Ahhh... its not quite so tricky
My understanding of the new ASP.NET features goes something like this:
1) ASP.NET receives a request which invokes an async page (IAsyncHttpHandler behing the scenes...)
2) The page is invoked as normal and the developer has added a couple of async calls to one of the 3 new async page methods provided by the framework. For example we add 3 fetches to the async task list.
4) The framework now handles the execution of each of the async calls, you don't have to worry about it.

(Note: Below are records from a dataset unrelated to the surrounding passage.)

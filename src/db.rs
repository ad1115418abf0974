// src/db.rs
use crate::error::{GatewayError, Result};
use crate::models::Credential;
use async_trait::async_trait;
use chrono::{DateTime, Utc};
use log::{info, warn};
use scylla::frame::response::result::{CqlValue, Row};
use scylla::{query::Query, Session, SessionBuilder};
use std::sync::Arc;

pub async fn init(uri: &str) -> Result<Session> {
    let session = SessionBuilder::new()
        .known_node(uri)
        .build()
        .await
        .map_err(|e| GatewayError::Database(format!("failed to connect to {}: {}", uri, e)))?;

    session.query("CREATE KEYSPACE IF NOT EXISTS broker_gateway WITH REPLICATION = {'class': 'SimpleStrategy', 'replication_factor': 1}", &[]).await?;
    session.query("CREATE TABLE IF NOT EXISTS broker_gateway.broker_credentials (user_id TEXT PRIMARY KEY, broker TEXT, client_id TEXT, api_key TEXT, api_secret TEXT, access_token TEXT, linked_at TIMESTAMP)", &[]).await?;

    info!("Successfully connected to ScyllaDB at {}.", uri);
    Ok(session)
}

/// Storage for users' broker links.
#[async_trait]
pub trait CredentialStore: Send + Sync {
    async fn find(&self, user_id: &str) -> Result<Option<Credential>>;

    async fn upsert(&self, credential: &Credential) -> Result<()>;

    async fn update_access_token(&self, user_id: &str, access_token: &str) -> Result<()>;
}

/// Looks up a user's credential and insists on a usable access token.
pub async fn resolve(store: &dyn CredentialStore, user_id: &str) -> Result<Credential> {
    match store.find(user_id).await? {
        Some(credential)
            if credential
                .access_token
                .as_deref()
                .map_or(false, |t| !t.is_empty()) =>
        {
            Ok(credential)
        }
        Some(_) => {
            warn!("User {} has a broker link without an access token", user_id);
            Err(GatewayError::MissingCredentials(user_id.to_string()))
        }
        None => Err(GatewayError::MissingCredentials(user_id.to_string())),
    }
}

pub struct ScyllaCredentialStore {
    session: Arc<Session>,
}

impl ScyllaCredentialStore {
    pub fn new(session: Arc<Session>) -> Self {
        Self { session }
    }
}

fn text_column(row: &Row, index: usize) -> Option<String> {
    row.columns
        .get(index)
        .and_then(|c| c.as_ref())
        .and_then(|v| v.as_text())
        .cloned()
}

fn credential_from_row(user_id: &str, row: &Row) -> Result<Credential> {
    let required = |index: usize, name: &str| {
        text_column(row, index).ok_or_else(|| {
            GatewayError::Database(format!("credential for {} is missing {}", user_id, name))
        })
    };
    let linked_at = match row.columns.get(5).and_then(|c| c.as_ref()) {
        Some(CqlValue::Timestamp(ts)) => {
            DateTime::<Utc>::from_timestamp_millis(ts.num_milliseconds()).unwrap_or_default()
        }
        _ => DateTime::<Utc>::default(),
    };

    Ok(Credential {
        user_id: user_id.to_string(),
        broker: required(0, "broker")?,
        client_id: required(1, "client_id")?,
        api_key: required(2, "api_key")?,
        api_secret: required(3, "api_secret")?,
        access_token: text_column(row, 4),
        linked_at,
    })
}

#[async_trait]
impl CredentialStore for ScyllaCredentialStore {
    async fn find(&self, user_id: &str) -> Result<Option<Credential>> {
        let query = Query::new("SELECT broker, client_id, api_key, api_secret, access_token, linked_at FROM broker_gateway.broker_credentials WHERE user_id = ?");
        let result = self.session.query(query, (user_id,)).await?;
        match result.rows.and_then(|rows| rows.into_iter().next()) {
            Some(row) => credential_from_row(user_id, &row).map(Some),
            None => Ok(None),
        }
    }

    async fn upsert(&self, credential: &Credential) -> Result<()> {
        let query = Query::new("INSERT INTO broker_gateway.broker_credentials (user_id, broker, client_id, api_key, api_secret, access_token, linked_at) VALUES (?, ?, ?, ?, ?, ?, ?)");
        self.session
            .query(
                query,
                (
                    credential.user_id.as_str(),
                    credential.broker.as_str(),
                    credential.client_id.as_str(),
                    credential.api_key.as_str(),
                    credential.api_secret.as_str(),
                    credential.access_token.clone(),
                    credential.linked_at.timestamp_millis(),
                ),
            )
            .await?;
        info!("Stored {} credentials for user {}", credential.broker, credential.user_id);
        Ok(())
    }

    async fn update_access_token(&self, user_id: &str, access_token: &str) -> Result<()> {
        if self.find(user_id).await?.is_none() {
            return Err(GatewayError::MissingCredentials(user_id.to_string()));
        }
        let query = Query::new(
            "UPDATE broker_gateway.broker_credentials SET access_token = ? WHERE user_id = ?",
        );
        self.session.query(query, (access_token, user_id)).await?;
        info!("Refreshed broker access token for user {}", user_id);
        Ok(())
    }
}


#[cfg(test)]
mod tests {
    use super::testing::{credential, MemoryCredentialStore};
    use super::*;

    #[tokio::test]
    async fn resolve_requires_a_linked_account_with_token() {
        let store = MemoryCredentialStore::default();
        assert!(matches!(
            resolve(&store, "u1").await,
            Err(GatewayError::MissingCredentials(_))
        ));

        store.upsert(&credential("u1", None)).await.unwrap();
        assert!(matches!(
            resolve(&store, "u1").await,
            Err(GatewayError::MissingCredentials(_))
        ));

        store.update_access_token("u1", "fresh").await.unwrap();
        let resolved = resolve(&store, "u1").await.unwrap();
        assert_eq!(resolved.access_token.as_deref(), Some("fresh"));
    }

    #[tokio::test]
    async fn token_refresh_without_link_fails() {
        let store = MemoryCredentialStore::default();
        assert!(matches!(
            store.update_access_token("ghost", "t").await,
            Err(GatewayError::MissingCredentials(_))
        ));
    }
}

Under the covers ASP.NET will call execute each request until it is blocked by IO and and will automatically wire the IO completion port.
5) The ASP.NET thread is now handed back to the pool
6) When all outstanding async calls have completed or timed out the framework then wires up a new ASP.NET thread to complete the page request.
So maybe there isn't a need for Begin/End methods on the Adapter for the ASP.NET example... But there might be a need for thread safety on the objects involved...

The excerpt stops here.